Former Secretary of Agriculture Earl L. Butz has died. He was 98. Mr. Butz, West Lafayette, Ind. was secretary from 1971-1976.
His death was announced by Purdue University, where he was dean of the College of Agriculture from 1957 to 1967. Randy Woodson, the current dean, told The Associated Press that had Mr. Butz died in his sleep while visiting his son William.
Serving under President Richard M. Nixon and his successor, Gerald R. Ford, Mr. Butz was a forceful, sharp-tongued figure who engineered legislation sharply reducing federal subsidies for farmers.
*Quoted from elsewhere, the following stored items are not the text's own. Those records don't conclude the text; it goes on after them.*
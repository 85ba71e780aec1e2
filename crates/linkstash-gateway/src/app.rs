use axum::routing::get;
use axum::Router;
use tower_http::trace::TraceLayer;

use crate::handlers::{health_handler, links_handler, proxy_handler};
use crate::state::AppState;

pub struct App {}

impl App {
    pub fn router(state: AppState) -> Router {
        Router::new()
            .route("/", get(links_handler))
            .route("/health", get(health_handler))
            .route("/files/{name}", get(proxy_handler))
            .layer(TraceLayer::new_for_http())
            .with_state(state)
    }
}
He was the best known secretary of agriculture since Henry A. Wallace in the Depression days, when the federal government began to pay farmers to keep some of their cropland and livestock out of production in the face of plunging income.
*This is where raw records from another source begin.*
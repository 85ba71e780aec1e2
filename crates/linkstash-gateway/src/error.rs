use axum::http::{header, StatusCode};
use axum::response::{IntoResponse, Response};
use axum::Json;
use linkstash_core::StoreError;
use serde::Serialize;

pub type Result<T> = std::result::Result<T, AppError>;

/// Request-level failures, mapped onto HTTP statuses.
#[derive(Debug)]
pub enum AppError {
    /// The shared secret was missing or wrong.
    Unauthorized,
    /// The client exhausted its request window.
    RateLimited { retry_after_secs: u32 },
    /// Unknown or unreadable proxy file.
    NotFound,
    Store(StoreError),
}

#[derive(Debug, Serialize)]
struct ErrorBody {
    error: String,
}

impl From<StoreError> for AppError {
    fn from(value: StoreError) -> Self {
        Self::Store(value)
    }
}

impl IntoResponse for AppError {
    fn into_response(self) -> Response {
        match self {
            AppError::Unauthorized => error_response(
                StatusCode::FORBIDDEN,
                "invalid secret value, request aborted",
            ),
            AppError::RateLimited { retry_after_secs } => {
                let mut response = error_response(
                    StatusCode::TOO_MANY_REQUESTS,
                    "too many requests, please wait",
                );
                response
                    .headers_mut()
                    .insert(header::RETRY_AFTER, header::HeaderValue::from(retry_after_secs));
                response
            }
            AppError::NotFound => error_response(StatusCode::NOT_FOUND, "file not found"),
            AppError::Store(err) => {
                let status = match &err {
                    StoreError::InvalidInput(_) => StatusCode::BAD_REQUEST,
                    StoreError::Duplicate(_) => StatusCode::CONFLICT,
                    StoreError::Blacklisted(_) => StatusCode::UNPROCESSABLE_ENTITY,
                    StoreError::LockUnavailable(_) => StatusCode::SERVICE_UNAVAILABLE,
                    StoreError::Persistence(_) | StoreError::Notification(_) => {
                        StatusCode::INTERNAL_SERVER_ERROR
                    }
                };
                error_response(status, &err.to_string())
            }
        }
    }
}

fn error_response(status: StatusCode, message: &str) -> Response {
    (
        status,
        Json(ErrorBody {
            error: message.to_string(),
        }),
    )
        .into_response()
}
Mr. Butz maintained that a free-market policy, encouraging farmers to produce more and to sell their surplus overseas, could bring them higher prices. Farm income did rise during his time in office, in good measure the result of a huge grain shipment to the Soviet Union in 1972, but American consumers paid more for food. Mr. Butz was an important source of political support in the Midwest farm belt for the Nixon and Ford administrations. But he was criticized by Democrats in Congress who viewed him as the voice of “agribusiness,” the corporate agricultural interests, at the expense of small farmers and consumers.
Mr. Butz said he reflected rural values learned as an Indiana farm boy and he gave no ground to critics. When environmentalists warned against pesticides and fertilizers, he retorted, “Before we go back to organic agriculture, somebody is going to have to decide what 50 million people we are going to let starve.”
Speaking before members of a farm credit association in Champaign, Ill., in 1973, he said that if housewives did not have “such a low level of economic intelligence,” they would understand that the price of everything had gone up and “you can’t get more by paying less.”
Earl Lauer Butz was born on a farm near Albion, Ind., on July 3, 1909, and grew up guiding horse-drawn plows. He graduated from Purdue University in West Lafayette in 1932. Five years later, he received Purdue’s first doctorate in agricultural economics. He was head of Purdue’s agricultural economics department from 1946 to 1954.
During the administration of Dwight D. Eisenhower, he served for three years as an assistant secretary of agriculture. Returning to Purdue, he became dean of agriculture and he unsuccessfully sought the Republican nomination for governor of Indiana in 1968. He spoke frequently to businessmen and bankers and served on the boards of several large agricultural corporations. Mr. Butz’s nomination as secretary of agriculture by President Nixon in 1971 was approved in the Senate by a vote of only 51 to 44, an extraordinarily close margin for a cabinet figure, as his ties to agricultural big business coming under criticism. Nevertheless, he asserted himself from the outset in making farm policy.